→ **Directions for this task**
The response should be the lines of the data, starting at the first and ending at the one that contains "impl LanguageModel for", copied without change.

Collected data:
◇ ◇ ◇

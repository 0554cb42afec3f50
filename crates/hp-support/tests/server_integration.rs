//! Integration tests for the hp-support server.
//!
//! These tests start a real axum server on a random port, backed by an
//! in-memory prompt store and a stub language model, and exercise the REST
//! endpoints end to end.

use std::sync::{Arc, Mutex};

use hp_prompts::{CacheConfig, MemoryPromptStore, PromptCache};
use hp_support::{AppState, GenerateRequest, LanguageModel, ModelFuture, spawn_web};
use serde_json::{Value, json};

/// Returns a canned reply and records every request it receives.
struct StubModel {
    reply: String,
    requests: Mutex<Vec<GenerateRequest>>,
}

impl StubModel {
    fn new(reply: &str) -> Arc<Self> {
        Arc::new(Self {
            reply: reply.to_string(),
            requests: Mutex::new(Vec::new()),
        })
    }

    fn requests(&self) -> Vec<GenerateRequest> {
        self.requests.lock().unwrap().clone()
    }
}

impl LanguageModel for StubModel {
    fn generate<'a>(&'a self, request: &'a GenerateRequest) -> ModelFuture<'a> {
        self.requests.lock().unwrap().push(request.clone());
        let reply = self.reply.clone();
        Box::pin(async move { Ok(reply) })
    }

    fn model_name(&self) -> &str {
        "stub"
    }
}

/// Helper: spawn a test server on port 0 (random available port).
async fn spawn_test_server(
    store: Arc<MemoryPromptStore>,
    model: Option<Arc<StubModel>>,
) -> String {
    let cache = PromptCache::new(store, CacheConfig::default());
    let model = model.map(|m| m as Arc<dyn LanguageModel>);
    let state = AppState::new(Arc::new(cache), model);
    let addr = spawn_web(state, ([127, 0, 0, 1], 0).into()).await.unwrap();
    format!("http://{addr}")
}

async fn post(base: &str, path: &str, body: Value) -> (u16, Value) {
    let resp = reqwest::Client::new()
        .post(format!("{base}{path}"))
        .json(&body)
        .send()
        .await
        .unwrap();
    let status = resp.status().as_u16();
    (status, resp.json().await.unwrap())
}

async fn create_session(base: &str) -> String {
    let (status, json) = post(base, "/api/sessions", json!({"caseType": "renewal"})).await;
    assert_eq!(status, 201);
    json["sessionId"].as_str().unwrap().to_string()
}

// ── Health & admin ───────────────────────────────────────────────────

#[tokio::test]
async fn health_reports_configuration() {
    let base = spawn_test_server(Arc::new(MemoryPromptStore::new()), None).await;

    let resp = reqwest::get(format!("{base}/health")).await.unwrap();
    assert_eq!(resp.status(), 200);
    let json: Value = resp.json().await.unwrap();
    assert_eq!(json["status"], "healthy");
    assert_eq!(json["gemini_configured"], false);
    assert_eq!(json["prompts_store"], "memory://prompts/");
}

#[tokio::test]
async fn reload_then_list_prompts() {
    let store = Arc::new(
        MemoryPromptStore::new()
            .with_prompt("chat_system", "Be helpful.")
            .with_prompt("fix_instructions", "x".repeat(150)),
    );
    let base = spawn_test_server(store, None).await;

    let (status, json) = post(&base, "/api/admin/reload-prompts", json!({})).await;
    assert_eq!(status, 200);
    assert_eq!(json["success"], true);
    assert_eq!(json["loaded"], 2);
    assert!(json["timestamp"].is_string());

    let json: Value = reqwest::get(format!("{base}/api/admin/prompts"))
        .await
        .unwrap()
        .json()
        .await
        .unwrap();
    assert_eq!(json["cache_minutes"], 60);
    assert!(json["last_loaded"].is_string());
    let prompts = json["prompts"].as_array().unwrap();
    assert_eq!(prompts.len(), 2);
    assert_eq!(prompts[0]["name"], "chat_system");
    assert_eq!(prompts[1]["name"], "fix_instructions");
    assert_eq!(prompts[1]["length"], 150);
    let preview = prompts[1]["preview"].as_str().unwrap();
    assert_eq!(preview, format!("{}...", "x".repeat(100)));
}

#[tokio::test]
async fn list_prompts_before_any_reload_is_empty() {
    let base = spawn_test_server(Arc::new(MemoryPromptStore::new()), None).await;
    let json: Value = reqwest::get(format!("{base}/api/admin/prompts"))
        .await
        .unwrap()
        .json()
        .await
        .unwrap();
    assert!(json["prompts"].as_array().unwrap().is_empty());
    assert!(json["last_loaded"].is_null());
}

// ── Sessions ─────────────────────────────────────────────────────────

#[tokio::test]
async fn session_create_and_fetch() {
    let base = spawn_test_server(Arc::new(MemoryPromptStore::new()), None).await;
    let id = create_session(&base).await;

    let resp = reqwest::get(format!("{base}/api/sessions/{id}")).await.unwrap();
    assert_eq!(resp.status(), 200);
    let json: Value = resp.json().await.unwrap();
    assert_eq!(json["session"]["id"], id.as_str());
    assert_eq!(json["session"]["case_type"], "renewal");

    let resp = reqwest::get(format!("{base}/api/sessions/unknown")).await.unwrap();
    assert_eq!(resp.status(), 404);
}

// ── Selections ───────────────────────────────────────────────────────

#[tokio::test]
async fn add_selection_renders_remote_prompt() {
    let store = Arc::new(MemoryPromptStore::new().with_prompt(
        "selection_analysis",
        "Change the {selection_type} \"{selection_content}\"?{user_comment}",
    ));
    let base = spawn_test_server(store, None).await;
    let id = create_session(&base).await;

    let (status, json) = post(
        &base,
        "/api/add-selection",
        json!({"session_id": id, "selection": {"type": "heading", "content": "Welcome"}}),
    )
    .await;
    assert_eq!(status, 200);
    assert_eq!(json["selection_id"], 0);
    assert_eq!(json["auto_question"], "Change the heading \"Welcome\"?");
}

#[tokio::test]
async fn add_selection_falls_back_to_builtin_prompt() {
    let base = spawn_test_server(Arc::new(MemoryPromptStore::new()), None).await;
    let id = create_session(&base).await;

    let (status, json) = post(
        &base,
        "/api/add-selection",
        json!({"session_id": id, "selection": {"type": "text", "content": "Opening hours"}}),
    )
    .await;
    assert_eq!(status, 200);
    let question = json["auto_question"].as_str().unwrap();
    assert!(question.contains("Opening hours"));
    assert!(!question.contains("{selection_content}"));
}

#[tokio::test]
async fn add_selection_rejects_bad_input() {
    let base = spawn_test_server(Arc::new(MemoryPromptStore::new()), None).await;

    let (status, _) = post(&base, "/api/add-selection", json!({"session_id": "x"})).await;
    assert_eq!(status, 400);

    let (status, _) = post(
        &base,
        "/api/add-selection",
        json!({"session_id": "missing", "selection": {"content": "a"}}),
    )
    .await;
    assert_eq!(status, 404);
}

// ── Chat ─────────────────────────────────────────────────────────────

#[tokio::test]
async fn chat_parses_decision_and_logs_turn() {
    let model = StubModel::new(
        r#"{"action":"immediate","response":"Made it blue.","modification":{"selector":"h1","action":"style","styles":{"color":"blue"}}}"#,
    );
    let store = Arc::new(MemoryPromptStore::new().with_prompt("chat_system", "Remote chat rules."));
    let base = spawn_test_server(store, Some(model.clone())).await;
    let id = create_session(&base).await;

    let (status, json) = post(
        &base,
        "/api/chat",
        json!({"message": "make the title blue", "session_id": id, "selection": {"selector": "h1"}}),
    )
    .await;
    assert_eq!(status, 200);
    assert_eq!(json["action"], "immediate");
    assert_eq!(json["response"], "Made it blue.");
    assert_eq!(json["modification"]["styles"]["color"], "blue");

    let requests = model.requests();
    assert_eq!(requests.len(), 1);
    assert_eq!(requests[0].system.as_deref(), Some("Remote chat rules."));
    assert!(requests[0].json);
    assert!(requests[0].user.contains("make the title blue"));

    let session: Value = reqwest::get(format!("{base}/api/sessions/{id}"))
        .await
        .unwrap()
        .json()
        .await
        .unwrap();
    let log = session["session"]["conversation_log"].as_array().unwrap();
    assert_eq!(log.len(), 1);
    assert_eq!(log[0]["type"], "modification_chat");
    assert_eq!(log[0]["action"], "immediate");
}

#[tokio::test]
async fn chat_message_returns_reply() {
    let model = StubModel::new("Sure, I can help with that.");
    let base = spawn_test_server(Arc::new(MemoryPromptStore::new()), Some(model)).await;

    let (status, json) = post(&base, "/chat-message", json!({"message": "hello"})).await;
    assert_eq!(status, 200);
    assert_eq!(json["ai_response"], "Sure, I can help with that.");
}

#[tokio::test]
async fn chat_without_model_is_server_error() {
    let base = spawn_test_server(Arc::new(MemoryPromptStore::new()), None).await;

    let (status, json) = post(&base, "/api/chat", json!({"message": "hi"})).await;
    assert_eq!(status, 500);
    assert_eq!(json["success"], false);
    assert!(json["error"].as_str().unwrap().contains("GEMINI_API_KEY"));
}

// ── Fix instructions ─────────────────────────────────────────────────

#[tokio::test]
async fn fix_instructions_use_rendered_prompt() {
    let model = StubModel::new("<h1>Fixes</h1>");
    let store = Arc::new(MemoryPromptStore::new().with_prompt(
        "fix_instructions",
        "Session {session_id} at {timestamp}\n{conversation_text}",
    ));
    let base = spawn_test_server(store, Some(model.clone())).await;
    let id = create_session(&base).await;

    post(&base, "/api/chat", json!({"message": "bigger logo", "session_id": id})).await;

    let (status, json) = post(
        &base,
        "/api/generate-fix-instructions",
        json!({"session_id": id}),
    )
    .await;
    assert_eq!(status, 200);
    assert_eq!(json["fix_instructions"], "<h1>Fixes</h1>");

    let requests = model.requests();
    let prompt = &requests.last().unwrap().user;
    assert!(prompt.starts_with(&format!("Session {id} at ")));
    assert!(prompt.contains("User: bigger logo"));
    assert!(!prompt.contains("{conversation_text}"));
}

#[tokio::test]
async fn fix_instructions_need_a_conversation() {
    let base = spawn_test_server(Arc::new(MemoryPromptStore::new()), Some(StubModel::new("x"))).await;
    let id = create_session(&base).await;

    let (status, json) = post(
        &base,
        "/api/generate-fix-instructions",
        json!({"session_id": id}),
    )
    .await;
    assert_eq!(status, 400);
    assert_eq!(json["success"], false);
}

◇ ◇ ◇

→ **Task result**
repository 0554cb42afec3f50
filename crates/hp-support/tests/server_integration.rs
//! Integration tests for the hp-support server.
//!
//! These tests start a real axum server on a random port, backed by an
//! in-memory prompt store and a stub language model, and exercise the REST
//! endpoints end to end.

use std::sync::{Arc, Mutex};

use hp_prompts::{CacheConfig, MemoryPromptStore, PromptCache};
use hp_support::{AppState, GenerateRequest, LanguageModel, ModelFuture, spawn_web};
use serde_json::{Value, json};

/// Returns a canned reply and records every request it receives.
struct StubModel {
    reply: String,
    requests: Mutex<Vec<GenerateRequest>>,
}

impl StubModel {
    fn new(reply: &str) -> Arc<Self> {
        Arc::new(Self {
            reply: reply.to_string(),
            requests: Mutex::new(Vec::new()),
        })
    }

    fn requests(&self) -> Vec<GenerateRequest> {
        self.requests.lock().unwrap().clone()
    }
}

impl LanguageModel for StubModel {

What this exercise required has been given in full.